Eligible patients have ES-SCLC and have completed 3-4 cycles of induction therapy with etoposide, a platinum agent, and Tecentriq without disease progression, and are thus eligible for maintenance therapy. REQORSA is administered via IV every 21 days in escalating dose cohorts in Phase 1 and Tecentriq 1200 mg is also administered via IV every 21 days. Dexamethasone, acetaminophen, and diphenhydramine are given prior to each treatment to prevent delayed infusion-related reactions. Efficacy is evaluated after every even cycle of treatment using RECIST 1.1 criteria.
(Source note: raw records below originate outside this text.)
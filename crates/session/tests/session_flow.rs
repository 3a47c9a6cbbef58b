//! End-to-end session flow: verified deposit, deployment, deterministic
//! resolution, banner lapse, and rejected uploads.

use copysim_catalog::StaticStrategyCatalog;
use copysim_core::{AccountStore, AppConfig, Strategy, StrategySource, TradeOutcome};
use copysim_engine::{Clock, ManualClock, SeededRandom};
use copysim_receipt::{ReceiptClassifier, StubRecognizer};
use copysim_session::{SessionEvent, SessionRegistry};
use copysim_store::InMemoryAccountStore;
use rust_decimal_macros::dec;
use std::sync::Arc;
use std::time::Duration;
use tokio::sync::broadcast;

const HEX_HASH: &str = "0x4a5b6c7d8e9f0a1b2c3d4e5f6a7b8c9d0e1f2a3b4c5d6e7f8a9b0c1d2e3f4a5b";

fn turbo_strategy() -> Strategy {
    Strategy {
        id: "turbo".to_string(),
        name: "Turbo".to_string(),
        duration_ms: 1000,
        min_return_pct: dec!(20),
        max_return_pct: dec!(25),
        min_investment: dec!(100),
        is_active: true,
    }
}

fn test_config() -> AppConfig {
    let mut config = AppConfig::default();
    config.simulation.win_probability = 1.0;
    config.simulation.tick_interval_ms = 10;
    config.session.starting_balance = dec!(1000);
    config
}

fn registry_with(
    store: Arc<InMemoryAccountStore>,
    recognized_text: &str,
) -> SessionRegistry {
    let catalog: Arc<dyn StrategySource> =
        Arc::new(StaticStrategyCatalog::new(vec![turbo_strategy()]).unwrap());
    let classifier = Arc::new(ReceiptClassifier::new(Arc::new(StubRecognizer::new(
        recognized_text,
    ))));
    SessionRegistry::new(store, catalog, classifier, test_config())
}

async fn wait_for<F>(
    events: &mut broadcast::Receiver<SessionEvent>,
    mut matches: F,
) -> SessionEvent
where
    F: FnMut(&SessionEvent) -> bool,
{
    tokio::time::timeout(Duration::from_secs(30), async {
        loop {
            match events.recv().await {
                Ok(event) if matches(&event) => return event,
                Ok(_) => {}
                Err(broadcast::error::RecvError::Lagged(_)) => {}
                Err(broadcast::error::RecvError::Closed) => panic!("event stream closed"),
            }
        }
    })
    .await
    .expect("timed out waiting for session event")
}

#[tokio::test(start_paused = true)]
async fn deposit_then_trade_flow_settles_the_ledger() {
    let store = Arc::new(InMemoryAccountStore::new());
    let receipt_text = format!("Payment Successful! Hash: {HEX_HASH} Amount: $500.00");
    let registry = registry_with(Arc::clone(&store), &receipt_text);

    let clock = Arc::new(ManualClock::new(chrono::Utc::now()));
    let handle = registry
        .spawn_session_with(
            "demo-test",
            Arc::clone(&clock) as Arc<dyn Clock>,
            Box::new(SeededRandom::new(42)),
        )
        .await
        .unwrap();
    let mut events = handle.subscribe_events();

    // A verified screenshot credits exactly the detected amount and flips
    // the deposit gate.
    handle
        .submit_receipt(b"screenshot bytes".to_vec(), "image/png")
        .await
        .unwrap();
    let event = wait_for(&mut events, |e| {
        matches!(e, SessionEvent::DepositVerified { .. })
    })
    .await;
    if let SessionEvent::DepositVerified { amount, .. } = event {
        assert_eq!(amount, dec!(500));
    }

    let account = store.get("demo-test").await.unwrap().unwrap();
    assert_eq!(account.balance, dec!(1500));
    assert!(account.has_deposited);

    // Deployment locks the principal.
    let position_id = handle.open_position("turbo", dec!(500)).await.unwrap();
    let status = handle.status().await.unwrap();
    assert_eq!(status.account.balance, dec!(1000));
    assert_eq!(status.account.total_invested, dec!(500));
    assert_eq!(status.open_positions.len(), 1);
    assert_eq!(status.open_positions[0].position_id, position_id);

    // Past the strategy duration the next tick settles the position.
    clock.advance_ms(1100);
    let event = wait_for(&mut events, |e| {
        matches!(e, SessionEvent::TradeResolved(_))
    })
    .await;
    let SessionEvent::TradeResolved(result) = event else {
        unreachable!()
    };
    assert_eq!(result.outcome, TradeOutcome::Win);
    assert!(result.profit >= dec!(100) && result.profit <= dec!(125));

    let account = store.get("demo-test").await.unwrap().unwrap();
    assert_eq!(account.balance, dec!(1500) + result.profit);
    assert_eq!(account.total_invested, dec!(0));
    assert_eq!(account.wins, 1);
    assert_eq!(account.losses, 0);

    // The result banner is transient: visible now, gone after it lapses.
    assert!(handle.status().await.unwrap().last_result.is_some());
    clock.advance_ms(6000);
    tokio::time::sleep(Duration::from_millis(50)).await;
    assert!(handle.status().await.unwrap().last_result.is_none());
    let account = store.get("demo-test").await.unwrap().unwrap();
    assert_eq!(account.wins + account.losses, 1);

    handle.shutdown().await.unwrap();
}

#[tokio::test(start_paused = true)]
async fn rejected_screenshot_never_credits() {
    let store = Arc::new(InMemoryAccountStore::new());
    // Amount-shaped substrings everywhere, but no success keyword.
    let registry = registry_with(
        Arc::clone(&store),
        "Transfer pending review $9,999.00 hash attached",
    );

    let clock = Arc::new(ManualClock::new(chrono::Utc::now()));
    let handle = registry
        .spawn_session_with(
            "demo-test",
            Arc::clone(&clock) as Arc<dyn Clock>,
            Box::new(SeededRandom::new(1)),
        )
        .await
        .unwrap();
    let mut events = handle.subscribe_events();

    handle
        .submit_receipt(b"screenshot bytes".to_vec(), "image/png")
        .await
        .unwrap();
    let event = wait_for(&mut events, |e| {
        matches!(e, SessionEvent::DepositRejected { .. })
    })
    .await;
    if let SessionEvent::DepositRejected { summary, .. } = event {
        assert!(summary.starts_with("Rejected:"));
    }

    let account = store.get("demo-test").await.unwrap().unwrap();
    assert_eq!(account.balance, dec!(1000));
    assert!(!account.has_deposited);

    handle.shutdown().await.unwrap();
}

#[tokio::test(start_paused = true)]
async fn insufficient_funds_surfaces_to_the_caller() {
    let store = Arc::new(InMemoryAccountStore::new());
    let registry = registry_with(Arc::clone(&store), "");

    let clock = Arc::new(ManualClock::new(chrono::Utc::now()));
    let handle = registry
        .spawn_session_with(
            "demo-test",
            Arc::clone(&clock) as Arc<dyn Clock>,
            Box::new(SeededRandom::new(1)),
        )
        .await
        .unwrap();

    // Starting balance is 1000; asking for 5000 must fail without touching
    // the ledger.
    let err = handle
        .open_position("turbo", dec!(5000))
        .await
        .unwrap_err();
    let trade_err = err
        .downcast_ref::<copysim_core::TradeError>()
        .expect("typed trade error");
    assert!(trade_err.needs_deposit());

    let account = store.get("demo-test").await.unwrap().unwrap();
    assert_eq!(account.balance, dec!(1000));
    assert_eq!(account.total_invested, dec!(0));

    handle.shutdown().await.unwrap();
}
use crate::events::SessionStatus;
use copysim_core::TradeError;
use rust_decimal::Decimal;
use tokio::sync::oneshot;
use uuid::Uuid;

/// Commands accepted by a session actor.
#[derive(Debug)]
pub enum SessionCommand {
    /// Deploy an amount onto a catalog strategy. The reply carries the new
    /// position id, or the precondition failure for the UI to act on
    /// (insufficient funds routes to the deposit flow).
    OpenPosition {
        strategy_id: String,
        amount: Decimal,
        reply: oneshot::Sender<Result<Uuid, TradeError>>,
    },
    /// Run an uploaded payment screenshot through the receipt classifier.
    /// Fire-and-forget; the verdict arrives as a session event.
    SubmitReceipt { image: Vec<u8>, mime: String },
    /// Snapshot the current session state.
    GetStatus(oneshot::Sender<SessionStatus>),
    /// Stop the actor. In-flight OCR results are discarded, never applied
    /// to a stale account.
    Shutdown,
}
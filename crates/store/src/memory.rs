//! In-memory implementation of the account record store.
//!
//! Stands in for the hosted document-database backend: a keyed record map
//! with merge writes, atomic delta application, and per-account push
//! subscriptions. The whole lifecycle is explicit — construct one per
//! session or test, drop it to tear down — so nothing hides in a global.

use async_trait::async_trait;
use copysim_core::{AccountDelta, AccountPatch, AccountRecord, AccountStore, TradeError};
use std::collections::HashMap;
use tokio::sync::{broadcast, RwLock};

const SUBSCRIBER_CAPACITY: usize = 64;

struct AccountEntry {
    record: AccountRecord,
    updates: broadcast::Sender<AccountRecord>,
}

impl AccountEntry {
    fn new(record: AccountRecord) -> Self {
        let (updates, _) = broadcast::channel(SUBSCRIBER_CAPACITY);
        Self { record, updates }
    }

    fn publish(&self) {
        // No receivers is fine; the send result is deliberately ignored.
        let _ = self.updates.send(self.record.clone());
    }
}

/// Keyed in-memory account store.
///
/// `apply` performs its read-modify-write entirely under the write lock,
/// so two resolutions landing "at once" serialize instead of clobbering
/// each other with stale snapshots.
pub struct InMemoryAccountStore {
    accounts: RwLock<HashMap<String, AccountEntry>>,
}

impl InMemoryAccountStore {
    #[must_use]
    pub fn new() -> Self {
        Self {
            accounts: RwLock::new(HashMap::new()),
        }
    }

    /// Number of registered accounts.
    pub async fn len(&self) -> usize {
        self.accounts.read().await.len()
    }

    /// True when no account has been registered yet.
    pub async fn is_empty(&self) -> bool {
        self.accounts.read().await.is_empty()
    }
}

impl Default for InMemoryAccountStore {
    fn default() -> Self {
        Self::new()
    }
}

#[async_trait]
impl AccountStore for InMemoryAccountStore {
    async fn get(&self, account_id: &str) -> Result<Option<AccountRecord>, TradeError> {
        Ok(self
            .accounts
            .read()
            .await
            .get(account_id)
            .map(|entry| entry.record.clone()))
    }

    async fn set(
        &self,
        account_id: &str,
        patch: AccountPatch,
    ) -> Result<AccountRecord, TradeError> {
        let mut accounts = self.accounts.write().await;
        let entry = accounts
            .entry(account_id.to_string())
            .or_insert_with(|| AccountEntry::new(AccountRecord::default()));

        entry.record.merge(&patch);
        entry.publish();
        Ok(entry.record.clone())
    }

    async fn apply(
        &self,
        account_id: &str,
        delta: AccountDelta,
    ) -> Result<AccountRecord, TradeError> {
        let mut accounts = self.accounts.write().await;
        let entry = accounts
            .get_mut(account_id)
            .ok_or_else(|| TradeError::account_not_found(account_id))?;

        entry.record = entry.record.apply(&delta)?;
        entry.publish();

        tracing::debug!(
            account_id,
            balance = %entry.record.balance,
            total_invested = %entry.record.total_invested,
            "applied ledger delta"
        );
        Ok(entry.record.clone())
    }

    async fn subscribe(
        &self,
        account_id: &str,
    ) -> Result<broadcast::Receiver<AccountRecord>, TradeError> {
        self.accounts
            .read()
            .await
            .get(account_id)
            .map(|entry| entry.updates.subscribe())
            .ok_or_else(|| TradeError::account_not_found(account_id))
    }
}
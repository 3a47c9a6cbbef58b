pub mod clock;
pub mod lifecycle;
pub mod rng;

pub use clock::{Clock, ManualClock, SystemClock};
pub use lifecycle::TradeLifecycle;
pub use rng::{OsRandom, RandomSource, SeededRandom};
use axum::{Json, extract::State};
use tracing::error;

use lingua_types::api::{ChatRequest, ChatResponse};

use crate::{ApiError, AppState};

/// Relays the prompt and history to the LLM server. An error status from the
/// LLM still answers 200, with the failure described in `response`.
pub async fn generate(
    State(state): State<AppState>,
    Json(req): Json<ChatRequest>,
) -> Result<Json<ChatResponse>, ApiError> {
    let history = req.conversation_history.unwrap_or_default();
    let response = state
        .llm
        .generate(&req.prompt, &history)
        .await
        .map_err(|e| {
            error!("{}", e);
            ApiError::BadGateway
        })?;

    Ok(Json(ChatResponse { response }))
}
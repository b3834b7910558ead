//! Client for an Ollama-compatible `/api/generate` endpoint.
//!
//! One POST per call: no timeout, retry or streaming. A non-success status
//! is folded into the returned text instead of an error.

use serde::{Deserialize, Serialize};
use tracing::{debug, warn};

pub const DEFAULT_BASE_URL: &str = "http://localhost:11434";
pub const MODEL: &str = "llama2:13b-chat";
pub const NO_RESPONSE: &str = "No response";

const GENERATE_PATH: &str = "/api/generate";

#[derive(Debug, thiserror::Error)]
pub enum LlmError {
    /// Connection failure, or a success status whose body was not JSON.
    #[error("LLM request failed: {0}")]
    Http(#[from] reqwest::Error),
}

#[derive(Debug, Serialize)]
struct GenerateRequest<'a> {
    model: &'a str,
    prompt: &'a str,
    context: &'a [String],
    stream: bool,
}

#[derive(Debug, Deserialize)]
struct GenerateResponse {
    #[serde(default)]
    response: Option<String>,
}

#[derive(Debug, Clone)]
pub struct OllamaClient {
    http: reqwest::Client,
    base_url: String,
}

impl OllamaClient {
    pub fn new(base_url: impl Into<String>) -> Self {
        Self::with_client(reqwest::Client::new(), base_url)
    }

    pub fn with_client(http: reqwest::Client, base_url: impl Into<String>) -> Self {
        let base_url = base_url.into().trim_end_matches('/').to_string();
        Self { http, base_url }
    }

    pub fn endpoint(&self) -> String {
        format!("{}{}", self.base_url, GENERATE_PATH)
    }

    /// Sends `prompt` with `history` and returns the model's text.
    pub async fn generate(&self, prompt: &str, history: &[String]) -> Result<String, LlmError> {
        let body = GenerateRequest {
            model: MODEL,
            prompt,
            context: history,
            stream: false,
        };

        debug!("POST {} ({} history entries)", self.endpoint(), history.len());
        let response = self.http.post(self.endpoint()).json(&body).send().await?;

        let status = response.status();
        if status.is_success() {
            let parsed: GenerateResponse = response.json().await?;
            return Ok(parsed.response.unwrap_or_else(|| NO_RESPONSE.to_string()));
        }

        let text = response.text().await.unwrap_or_default();
        warn!("LLM server returned {}: {}", status, text);
        Ok(format!("Error in Llama integration: {}", text))
    }
}
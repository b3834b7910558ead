//! Database row types. These map directly to SQLite rows and stay
//! independent of the lingua-types wire models.

#[derive(Debug, Clone)]
pub struct UserRow {
    pub id: i64,
    pub username: String,
    pub email: String,
    pub password_hash: String,
    /// `YYYY-MM-DD HH:MM:SS`, UTC.
    pub created_at: String,
}

#[derive(Debug, Clone)]
pub struct MessageRow {
    pub id: i64,
    pub content: String,
    pub created_at: String,
    pub topic: String,
    pub error_analysis: String,
    pub user_id: i64,
}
Safety is evaluated using CTCAE v5, with dose limiting toxicities generally defined as ≥Gr 3 adverse events (AEs). TUSC2 protein expression is measured by a validated immunohistochemistry assay in paraffin sections to determine if PFS is related to pretreatment TUSC2 levels. A validated assay measures pharmacokinetics in all patients. In Phase 1, two planned dose levels (0.09, and 0.12 mg/kg) of REQORSA were administered, and a standard dose escalation with 3-6 patients/dose level was used. The Phase 2 portion of the trial will enroll 50 patients which provides 80% power at a one-sided alpha level of 0.05 to detect an 18-week PFS rate of 52% compared to a historical 18-week PFS rate of 34% with Tecentriq alone. This corresponds to a median PFS of approximately 4.3 months compared to a historical median PFS of 2.6 months with Tecentriq alone. A Safety Review Committee (SRC) reviewed safety data at the end of each dose level of Phase 1 to make recommendations about dose escalation. The Phase 2 portion of the trial opened for enrollment in December 2024.
Following the poster presentation, a copy of the poster will be made available on Genprex’s website.